— PROBLEM DESCRIPTION —
In this material, which lines include the string "last"? Show them.

— MATERIAL FOR THIS TASK —
____

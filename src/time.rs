//! Microsecond-precision UTC timestamps.
//!
//! [`UtcDateTime`] is the time type used throughout the crate. It wraps a
//! [`chrono::NaiveDateTime`] that is always interpreted as UTC, and converts
//! to and from floating-point epoch seconds without ever consulting the host
//! timezone.

use std::fmt;
use std::ops::Sub;

use chrono::{DateTime, Datelike, NaiveDate, NaiveDateTime, TimeZone, Timelike, Utc};

use crate::{Error, Result};

const MICROS_PER_SECOND: i64 = 1_000_000;

/// 0001-01-01T00:00:00 UTC in epoch microseconds.
const MIN_EPOCH_MICROS: i64 = -62_135_596_800 * MICROS_PER_SECOND;
/// 9999-12-31T23:59:59.999999 UTC in epoch microseconds.
const MAX_EPOCH_MICROS: i64 = 253_402_300_799 * MICROS_PER_SECOND + 999_999;

/// An immutable UTC point in time with microsecond resolution.
///
/// Valid years are 1 through 9999. Equality and ordering follow the
/// calendar.
///
/// # Examples
///
/// ```
/// use seismo_core::UtcDateTime;
///
/// let t = UtcDateTime::from_timestamp(1240561632.005).unwrap();
/// assert_eq!((t.year(), t.month(), t.day()), (2009, 4, 24));
/// assert_eq!((t.hour(), t.minute(), t.second()), (8, 27, 12));
/// assert_eq!(t.microsecond(), 5000);
/// assert_eq!(t.to_epoch(), 1240561632.005);
///
/// let later = t.checked_add_seconds(60.0).unwrap();
/// assert_eq!(later.to_string(), "2009-04-24T08:28:12.005000Z");
/// ```
#[derive(Debug, Clone, Copy, PartialEq, Eq, PartialOrd, Ord, Hash)]
pub struct UtcDateTime(NaiveDateTime);

impl UtcDateTime {
    /// 1970-01-01T00:00:00 UTC.
    pub fn epoch() -> Self {
        Self(DateTime::<Utc>::UNIX_EPOCH.naive_utc())
    }

    /// Build a timestamp from calendar fields.
    ///
    /// Fails with [`Error::InvalidTime`] for out-of-range fields, such as
    /// month 13, February 30, second 60 or a microsecond of one million.
    pub fn new(
        year: i32,
        month: u32,
        day: u32,
        hour: u32,
        minute: u32,
        second: u32,
        microsecond: u32,
    ) -> Result<Self> {
        if !(1..=9999).contains(&year) {
            return Err(Error::InvalidTime(format!("year {year} out of range 1..=9999")));
        }
        // chrono accepts second=59 with microsecond >= 1_000_000 as a leap second
        if second > 59 || microsecond >= MICROS_PER_SECOND as u32 {
            return Err(Error::InvalidTime(format!(
                "invalid time of day {hour:02}:{minute:02}:{second:02}.{microsecond:06}"
            )));
        }
        let date = NaiveDate::from_ymd_opt(year, month, day).ok_or_else(|| {
            Error::InvalidTime(format!("invalid date {year:04}-{month:02}-{day:02}"))
        })?;
        let naive = date
            .and_hms_micro_opt(hour, minute, second, microsecond)
            .ok_or_else(|| {
                Error::InvalidTime(format!(
                    "invalid time of day {hour:02}:{minute:02}:{second:02}.{microsecond:06}"
                ))
            })?;
        Ok(Self(naive))
    }

    /// Midnight of the given calendar day.
    pub fn from_ymd(year: i32, month: u32, day: u32) -> Result<Self> {
        Self::new(year, month, day, 0, 0, 0, 0)
    }

    /// Interpret `seconds` as seconds since 1970-01-01T00:00:00 UTC.
    ///
    /// The value is quantized to the nearest microsecond, so any value whose
    /// fractional part is a whole number of microseconds round-trips through
    /// [`to_epoch`](Self::to_epoch).
    pub fn from_timestamp(seconds: f64) -> Result<Self> {
        if !seconds.is_finite() {
            return Err(Error::InvalidTime(format!("non-finite timestamp {seconds}")));
        }
        let micros = (seconds * MICROS_PER_SECOND as f64).round();
        if micros < MIN_EPOCH_MICROS as f64 || micros > MAX_EPOCH_MICROS as f64 {
            return Err(Error::InvalidTime(format!(
                "timestamp {seconds} outside years 1..=9999"
            )));
        }
        Self::from_timestamp_micros(micros as i64)
    }

    /// Interpret `micros` as microseconds since the UTC epoch.
    pub fn from_timestamp_micros(micros: i64) -> Result<Self> {
        if !(MIN_EPOCH_MICROS..=MAX_EPOCH_MICROS).contains(&micros) {
            return Err(Error::InvalidTime(format!(
                "timestamp {micros}us outside years 1..=9999"
            )));
        }
        let secs = micros.div_euclid(MICROS_PER_SECOND);
        let nanos = micros.rem_euclid(MICROS_PER_SECOND) as u32 * 1_000;
        DateTime::from_timestamp(secs, nanos)
            .map(|dt| Self(dt.naive_utc()))
            .ok_or_else(|| Error::InvalidTime(format!("timestamp {micros}us not representable")))
    }

    /// Seconds since 1970-01-01T00:00:00 UTC.
    ///
    /// The fractional part is `microsecond / 1_000_000`.
    pub fn to_epoch(&self) -> f64 {
        let whole = self.0.and_utc().timestamp();
        whole as f64 + f64::from(self.microsecond()) / MICROS_PER_SECOND as f64
    }

    /// Microseconds since the UTC epoch.
    pub fn timestamp_micros(&self) -> i64 {
        self.0.and_utc().timestamp_micros()
    }

    /// Shift by a (possibly negative, fractional) number of seconds.
    pub fn checked_add_seconds(&self, seconds: f64) -> Result<Self> {
        if !seconds.is_finite() {
            return Err(Error::InvalidTime(format!("non-finite offset {seconds}")));
        }
        let delta = (seconds * MICROS_PER_SECOND as f64).round();
        if delta.abs() > (MAX_EPOCH_MICROS - MIN_EPOCH_MICROS) as f64 {
            return Err(Error::InvalidTime(format!("offset {seconds}s out of range")));
        }
        Self::from_timestamp_micros(self.timestamp_micros() + delta as i64)
    }

    pub fn year(&self) -> i32 {
        self.0.year()
    }

    pub fn month(&self) -> u32 {
        self.0.month()
    }

    pub fn day(&self) -> u32 {
        self.0.day()
    }

    /// Day of the year, 1-366.
    pub fn julday(&self) -> u32 {
        self.0.ordinal()
    }

    pub fn hour(&self) -> u32 {
        self.0.hour()
    }

    pub fn minute(&self) -> u32 {
        self.0.minute()
    }

    pub fn second(&self) -> u32 {
        self.0.second()
    }

    pub fn microsecond(&self) -> u32 {
        self.0.nanosecond() / 1_000
    }

    /// The wrapped calendar value (UTC).
    pub fn naive(&self) -> NaiveDateTime {
        self.0
    }
}

impl Default for UtcDateTime {
    fn default() -> Self {
        Self::epoch()
    }
}

impl fmt::Display for UtcDateTime {
    fn fmt(&self, f: &mut fmt::Formatter<'_>) -> fmt::Result {
        write!(f, "{}", self.0.format("%Y-%m-%dT%H:%M:%S%.6fZ"))
    }
}

/// Difference in seconds.
impl Sub for UtcDateTime {
    type Output = f64;

    fn sub(self, rhs: Self) -> f64 {
        (self.timestamp_micros() - rhs.timestamp_micros()) as f64 / MICROS_PER_SECOND as f64
    }
}

/// Naive values are taken to be UTC. Sub-microsecond precision is dropped.
impl TryFrom<NaiveDateTime> for UtcDateTime {
    type Error = Error;

    fn try_from(naive: NaiveDateTime) -> Result<Self> {
        let micros = (naive.nanosecond() / 1_000).min(999_999);
        Self::new(
            naive.year(),
            naive.month(),
            naive.day(),
            naive.hour(),
            naive.minute(),
            naive.second(),
            micros,
        )
    }
}

impl<Tz: TimeZone> TryFrom<DateTime<Tz>> for UtcDateTime {
    type Error = Error;

    fn try_from(dt: DateTime<Tz>) -> Result<Self> {
        Self::try_from(dt.naive_utc())
    }
}

impl From<UtcDateTime> for DateTime<Utc> {
    fn from(t: UtcDateTime) -> Self {
        t.0.and_utc()
    }
}

#[cfg(test)]
mod tests {
    use super::*;
    use chrono::FixedOffset;
    use proptest::prelude::*;

    #[test]
    fn test_epoch_zero() {
        let t = UtcDateTime::from_timestamp(0.0).unwrap();
        assert_eq!(t, UtcDateTime::new(1970, 1, 1, 0, 0, 0, 0).unwrap());
        assert_eq!(t, UtcDateTime::epoch());
        assert_eq!(t.to_string(), "1970-01-01T00:00:00.000000Z");
    }

    #[test]
    fn test_one_day() {
        let t = UtcDateTime::from_timestamp(86400.0).unwrap();
        assert_eq!(t, UtcDateTime::from_ymd(1970, 1, 2).unwrap());
        assert_eq!(t.to_epoch(), 86400.0);
    }

    #[test]
    fn test_fractional_timestamp() {
        let t = UtcDateTime::from_timestamp(1240561632.005).unwrap();
        assert_eq!(t, UtcDateTime::new(2009, 4, 24, 8, 27, 12, 5000).unwrap());
        assert_eq!(t.julday(), 114);
        assert_eq!(t.to_epoch(), 1240561632.005);
    }

    #[test]
    fn test_pre_epoch() {
        let t = UtcDateTime::from_timestamp(-0.5).unwrap();
        assert_eq!(t, UtcDateTime::new(1969, 12, 31, 23, 59, 59, 500_000).unwrap());
        assert_eq!(t.to_epoch(), -0.5);
    }

    #[test]
    fn test_invalid_calendar_fields() {
        assert!(matches!(
            UtcDateTime::from_ymd(2009, 13, 1),
            Err(Error::InvalidTime(_))
        ));
        assert!(UtcDateTime::from_ymd(2009, 2, 30).is_err());
        assert!(UtcDateTime::from_ymd(2008, 2, 29).is_ok());
        assert!(UtcDateTime::new(2009, 1, 1, 24, 0, 0, 0).is_err());
        assert!(UtcDateTime::new(2009, 1, 1, 0, 0, 60, 0).is_err());
        assert!(UtcDateTime::new(2009, 1, 1, 0, 0, 59, 1_000_000).is_err());
        assert!(UtcDateTime::from_ymd(0, 1, 1).is_err());
        assert!(UtcDateTime::from_ymd(10000, 1, 1).is_err());
    }

    #[test]
    fn test_invalid_timestamps() {
        assert!(UtcDateTime::from_timestamp(f64::NAN).is_err());
        assert!(UtcDateTime::from_timestamp(f64::INFINITY).is_err());
        assert!(UtcDateTime::from_timestamp(1e300).is_err());
        assert!(UtcDateTime::from_timestamp(-1e12).is_err());
    }

    #[test]
    fn test_range_limits() {
        let first = UtcDateTime::from_timestamp_micros(MIN_EPOCH_MICROS).unwrap();
        assert_eq!(first, UtcDateTime::from_ymd(1, 1, 1).unwrap());
        let last = UtcDateTime::from_timestamp_micros(MAX_EPOCH_MICROS).unwrap();
        assert_eq!(last, UtcDateTime::new(9999, 12, 31, 23, 59, 59, 999_999).unwrap());
        assert!(UtcDateTime::from_timestamp_micros(MAX_EPOCH_MICROS + 1).is_err());
    }

    #[test]
    fn test_from_chrono() {
        let naive = NaiveDate::from_ymd_opt(2009, 5, 24)
            .unwrap()
            .and_hms_nano_opt(8, 28, 12, 5_001_999)
            .unwrap();
        let t = UtcDateTime::try_from(naive).unwrap();
        assert_eq!(t, UtcDateTime::new(2009, 5, 24, 8, 28, 12, 5001).unwrap());

        // 10:28 at +02:00 is 08:28 UTC
        let offset = FixedOffset::east_opt(2 * 3600).unwrap();
        let local = offset.with_ymd_and_hms(2009, 5, 24, 10, 28, 12).unwrap();
        let t = UtcDateTime::try_from(local).unwrap();
        assert_eq!(t, UtcDateTime::new(2009, 5, 24, 8, 28, 12, 0).unwrap());

        let back: DateTime<Utc> = t.into();
        assert_eq!(back.timestamp(), t.to_epoch() as i64);
    }

    #[test]
    fn test_add_and_sub() {
        let t = UtcDateTime::from_ymd(2016, 12, 31).unwrap();
        let next = t.checked_add_seconds(86400.25).unwrap();
        assert_eq!(next, UtcDateTime::new(2017, 1, 1, 0, 0, 0, 250_000).unwrap());
        assert_eq!(next - t, 86400.25);
        assert_eq!(t - next, -86400.25);
        assert!(t.checked_add_seconds(f64::NAN).is_err());
        assert!(t.checked_add_seconds(1e15).is_err());
    }

    #[test]
    fn test_ordering() {
        let a = UtcDateTime::from_timestamp(10.0).unwrap();
        let b = UtcDateTime::from_timestamp(10.000001).unwrap();
        assert!(a < b);
        assert_eq!(a.max(b), b);
    }

    proptest! {
        #[test]
        fn prop_epoch_roundtrip(secs in -2_000_000_000i64..2_000_000_000, us in 0u32..1_000_000) {
            let x = secs as f64 + f64::from(us) / 1e6;
            let t = UtcDateTime::from_timestamp(x).unwrap();
            prop_assert_eq!(t.microsecond(), us);
            prop_assert_eq!(t.to_epoch(), x);
        }

        #[test]
        fn prop_calendar_roundtrip(
            year in 1902i32..2038,
            month in 1u32..=12,
            day in 1u32..=28,
            hour in 0u32..24,
            minute in 0u32..60,
            second in 0u32..60,
            us in 0u32..1_000_000,
        ) {
            let t = UtcDateTime::new(year, month, day, hour, minute, second, us).unwrap();
            let back = UtcDateTime::from_timestamp(t.to_epoch()).unwrap();
            prop_assert_eq!(back, t);
        }
    }
}
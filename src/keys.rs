use std::collections::HashMap;
use std::sync::{Arc, Weak};

use eframe::egui;
use parking_lot::Mutex;

/// Document-level escape-key dispatch.
///
/// Widgets that dismiss on escape subscribe once at mount and hold the
/// returned [`KeySubscription`] in their instance state; dropping the
/// subscription (teardown) deregisters exactly once. The handle is stable for
/// the widget's whole lifetime, so registration and removal can never drift
/// apart the way per-frame closures would.
#[derive(Debug, Default)]
pub struct KeyRoster {
    inner: Arc<Mutex<RosterInner>>,
}

#[derive(Debug, Default)]
struct RosterInner {
    next: u64,
    pending: HashMap<u64, bool>,
}

impl KeyRoster {
    /// Register a listener. Every subscriber sees every subsequent broadcast.
    pub fn subscribe(&self) -> KeySubscription {
        let mut inner = self.inner.lock();
        let id = inner.next;
        inner.next += 1;
        inner.pending.insert(id, false);
        log::trace!("escape listener {id} subscribed");
        KeySubscription {
            id,
            roster: Arc::downgrade(&self.inner),
        }
    }

    /// Mark the key press for every currently subscribed listener.
    pub fn broadcast(&self) {
        let mut inner = self.inner.lock();
        for pending in inner.pending.values_mut() {
            *pending = true;
        }
    }

    /// Run once per frame: pick up an escape press from egui's input state.
    pub fn observe(&self, ctx: &egui::Context) {
        if ctx.input(|i| i.key_pressed(egui::Key::Escape)) {
            self.broadcast();
        }
    }

    pub fn listeners(&self) -> usize {
        self.inner.lock().pending.len()
    }
}

#[derive(Debug)]
pub struct KeySubscription {
    id: u64,
    roster: Weak<Mutex<RosterInner>>,
}

impl KeySubscription {
    /// Consume the pending press for this listener, if any.
    pub fn take(&self) -> bool {
        let Some(inner) = self.roster.upgrade() else {
            return false;
        };
        let mut inner = inner.lock();
        match inner.pending.get_mut(&self.id) {
            Some(pending) => std::mem::replace(pending, false),
            None => false,
        }
    }
}

impl Drop for KeySubscription {
    fn drop(&mut self) {
        if let Some(inner) = self.roster.upgrade() {
            inner.lock().pending.remove(&self.id);
            log::trace!("escape listener {} dropped", self.id);
        }
    }
}

#[cfg(test)]
mod tests {
    use super::*;

    #[test]
    fn broadcast_reaches_every_subscriber_once() {
        let roster = KeyRoster::default();
        let a = roster.subscribe();
        let b = roster.subscribe();
        roster.broadcast();
        assert!(a.take());
        assert!(b.take());
        assert!(!a.take());
        assert!(!b.take());
    }

    #[test]
    fn dropping_a_subscription_deregisters_it() {
        let roster = KeyRoster::default();
        let a = roster.subscribe();
        let b = roster.subscribe();
        assert_eq!(roster.listeners(), 2);
        drop(a);
        assert_eq!(roster.listeners(), 1);
        roster.broadcast();
        assert!(b.take());
    }

    #[test]
    fn presses_before_subscription_are_not_delivered() {
        let roster = KeyRoster::default();
        roster.broadcast();
        let late = roster.subscribe();
        assert!(!late.take());
    }

    #[test]
    fn observe_picks_up_escape_from_egui_input() {
        let roster = KeyRoster::default();
        let sub = roster.subscribe();

        let ctx = egui::Context::default();
        let mut input = egui::RawInput::default();
        input.events.push(egui::Event::Key {
            key: egui::Key::Escape,
            physical_key: None,
            pressed: true,
            repeat: false,
            modifiers: egui::Modifiers::NONE,
        });
        let _ = ctx.run(input, |ctx| {
            roster.observe(ctx);
        });

        assert!(sub.take());

        // A quiet frame delivers nothing.
        let _ = ctx.run(egui::RawInput::default(), |ctx| {
            roster.observe(ctx);
        });
        assert!(!sub.take());
    }
}
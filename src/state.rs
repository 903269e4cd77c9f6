use std::any::Any;
use std::collections::HashMap;
use std::sync::Arc;

use eframe::egui;
use parking_lot::RwLock;

/// Retained per-instance widget state, keyed by the widget's `egui::Id`.
///
/// Each widget instance owns exactly one entry; sibling instances never share
/// one because their ids are salted by their position in the UI tree. Removing
/// an entry models unmount: everything the state value owns (pending timers,
/// key subscriptions) is dropped with it, so nothing can fire afterwards.
#[derive(Debug, Default)]
pub struct StateStore {
    states: RwLock<HashMap<egui::Id, Arc<dyn Any + Send + Sync>>>,
}

impl StateStore {
    pub fn get<T: Send + Sync + 'static>(&self, id: egui::Id) -> Option<Arc<RwLock<T>>> {
        let entry = self.states.read().get(&id).cloned()?;
        entry.downcast::<RwLock<T>>().ok()
    }

    pub fn get_or_insert_with<T: Send + Sync + 'static>(
        &self,
        id: egui::Id,
        init: impl FnOnce() -> T,
    ) -> Arc<RwLock<T>> {
        {
            let states = self.states.read();
            if let Some(existing) = states.get(&id) {
                if let Ok(state) = existing.clone().downcast::<RwLock<T>>() {
                    return state;
                }
            }
        }

        let state = Arc::new(RwLock::new(init()));
        let erased: Arc<dyn Any + Send + Sync> = state.clone();
        let mut states = self.states.write();
        let entry = states.entry(id).or_insert_with(|| erased.clone());
        entry
            .clone()
            .downcast::<RwLock<T>>()
            .expect("state store type mismatch")
    }

    /// Read state that a caller asserts must exist. Reaching for state that was
    /// never mounted is a usage error, not a runtime condition.
    pub fn expect<T: Send + Sync + 'static>(&self, id: egui::Id) -> Arc<RwLock<T>> {
        self.get(id)
            .unwrap_or_else(|| panic!("widget state missing for id {id:?}; was it unmounted?"))
    }

    /// Drop an instance's state. Models widget teardown.
    pub fn remove(&self, id: egui::Id) {
        self.states.write().remove(&id);
    }

    pub fn len(&self) -> usize {
        self.states.read().len()
    }

    pub fn is_empty(&self) -> bool {
        self.states.read().is_empty()
    }
}

#[cfg(test)]
mod tests {
    use super::*;

    #[test]
    fn same_id_returns_same_state() {
        let store = StateStore::default();
        let id = egui::Id::new("a");
        let first = store.get_or_insert_with(id, || 1u32);
        let second = store.get_or_insert_with(id, || 2u32);
        assert!(Arc::ptr_eq(&first, &second));
        assert_eq!(*second.read(), 1);
    }

    #[test]
    fn sibling_ids_do_not_interfere() {
        let store = StateStore::default();
        let a = store.get_or_insert_with(egui::Id::new("a"), || 1u32);
        let b = store.get_or_insert_with(egui::Id::new("b"), || 2u32);
        *a.write() = 10;
        assert_eq!(*b.read(), 2);
    }

    #[test]
    fn remove_drops_the_entry() {
        let store = StateStore::default();
        let id = egui::Id::new("a");
        store.get_or_insert_with(id, || 1u32);
        assert_eq!(store.len(), 1);
        store.remove(id);
        assert!(store.get::<u32>(id).is_none());
        assert!(store.is_empty());
    }

    #[test]
    #[should_panic(expected = "widget state missing")]
    fn expect_panics_on_missing_state() {
        let store = StateStore::default();
        let _ = store.expect::<u32>(egui::Id::new("nope"));
    }
}
use std::sync::Arc;

use eframe::egui::{self, Align2, Sense, TextStyle};

use crate::node::{canonical, Node, Role};
use crate::themes::ProgressStyle;
use crate::WidgetContext;

const ROLES: &[Role] = &[Role::Fill, Role::Value];

/// The value a progress bar shares with its fill and value markers while
/// rendering them.
pub struct ProgressScope {
    pub value: f32,
}

/// How wide the filled portion is for a track of `track_width`. The value is
/// a percentage and is deliberately not clamped: out-of-range input renders
/// out of range, matching what the caller asked for.
pub(crate) fn fill_width(track_width: f32, value: f32) -> f32 {
    track_width * value / 100.0
}

pub(crate) fn percent_text(value: f32) -> String {
    if value.fract() == 0.0 {
        format!("{}%", value as i64)
    } else {
        format!("{value}%")
    }
}

/// A horizontal progress bar. The fill and the textual readout are declared
/// as role children, so callers can show either, both, or a bare track.
#[must_use = "call .show(ctx) to draw the widget"]
pub struct Progress<'a> {
    value: f32,
    class: crate::themes::Class,
    children: Vec<Node<'a>>,
}

impl<'a> Progress<'a> {
    pub fn new(value: f32) -> Self {
        Self {
            value,
            class: crate::themes::Class::default(),
            children: Vec::new(),
        }
    }

    pub fn class(mut self, class: crate::themes::Class) -> Self {
        self.class = class;
        self
    }

    pub fn child(mut self, node: Node<'a>) -> Self {
        self.children.push(node);
        self
    }

    pub fn children(mut self, nodes: impl IntoIterator<Item = Node<'a>>) -> Self {
        self.children.extend(nodes);
        self
    }

    pub fn show(self, ctx: &mut WidgetContext<'_>) -> egui::Response {
        let style = ProgressStyle::from(ctx.ui.style().as_ref());
        let width = self
            .class
            .width
            .unwrap_or_else(|| ctx.ui.available_width().min(384.0));
        let height = style.height;

        let (rect, response) = ctx
            .ui
            .allocate_exact_size(egui::vec2(width, height), Sense::hover());

        let _scope = ctx.host.scopes.enter(ProgressScope { value: self.value });

        if ctx.ui.is_rect_visible(rect) {
            let radius = self.class.corner_radius.unwrap_or(rect.height() / 2.0);
            ctx.ui
                .painter()
                .rect_filled(rect, radius, self.class.fill.unwrap_or(style.track));

            for node in canonical(self.children, ROLES) {
                let scope: Arc<ProgressScope> = ctx.host.scopes.expect("progress marker");
                match node.role() {
                    Some(Role::Fill) => {
                        let filled = fill_width(rect.width(), scope.value);
                        if filled > 0.0 {
                            let fill_rect = egui::Rect::from_min_size(
                                rect.min,
                                egui::vec2(filled, rect.height()),
                            );
                            ctx.ui.painter().rect_filled(
                                fill_rect,
                                radius,
                                node.class.fill.unwrap_or(style.fill),
                            );
                        }
                    }
                    Some(Role::Value) => {
                        ctx.ui.painter().text(
                            rect.center(),
                            Align2::CENTER_CENTER,
                            percent_text(scope.value),
                            TextStyle::Small.resolve(ctx.ui.style()),
                            node.class.text.unwrap_or(style.text),
                        );
                    }
                    _ => {}
                }
            }
        }

        response
    }
}

#[cfg(test)]
mod tests {
    use super::*;

    #[test]
    fn fill_is_proportional() {
        assert_eq!(fill_width(200.0, 0.0), 0.0);
        assert_eq!(fill_width(200.0, 33.0), 66.0);
        assert_eq!(fill_width(200.0, 100.0), 200.0);
    }

    #[test]
    fn fill_is_not_clamped() {
        assert_eq!(fill_width(100.0, 120.0), 120.0);
        assert_eq!(fill_width(100.0, -10.0), -10.0);
    }

    #[test]
    fn percent_text_drops_trailing_zeroes() {
        assert_eq!(percent_text(33.0), "33%");
        assert_eq!(percent_text(120.0), "120%");
        assert_eq!(percent_text(33.5), "33.5%");
    }
}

____

— ANSWER FOR THE TASK —
        let last = UtcDateTime::from_timestamp_micros(MAX_EPOCH_MICROS).unwrap();
        assert_eq!(last, UtcDateTime::new(9999, 12, 31, 23, 59, 59, 999_999).unwrap());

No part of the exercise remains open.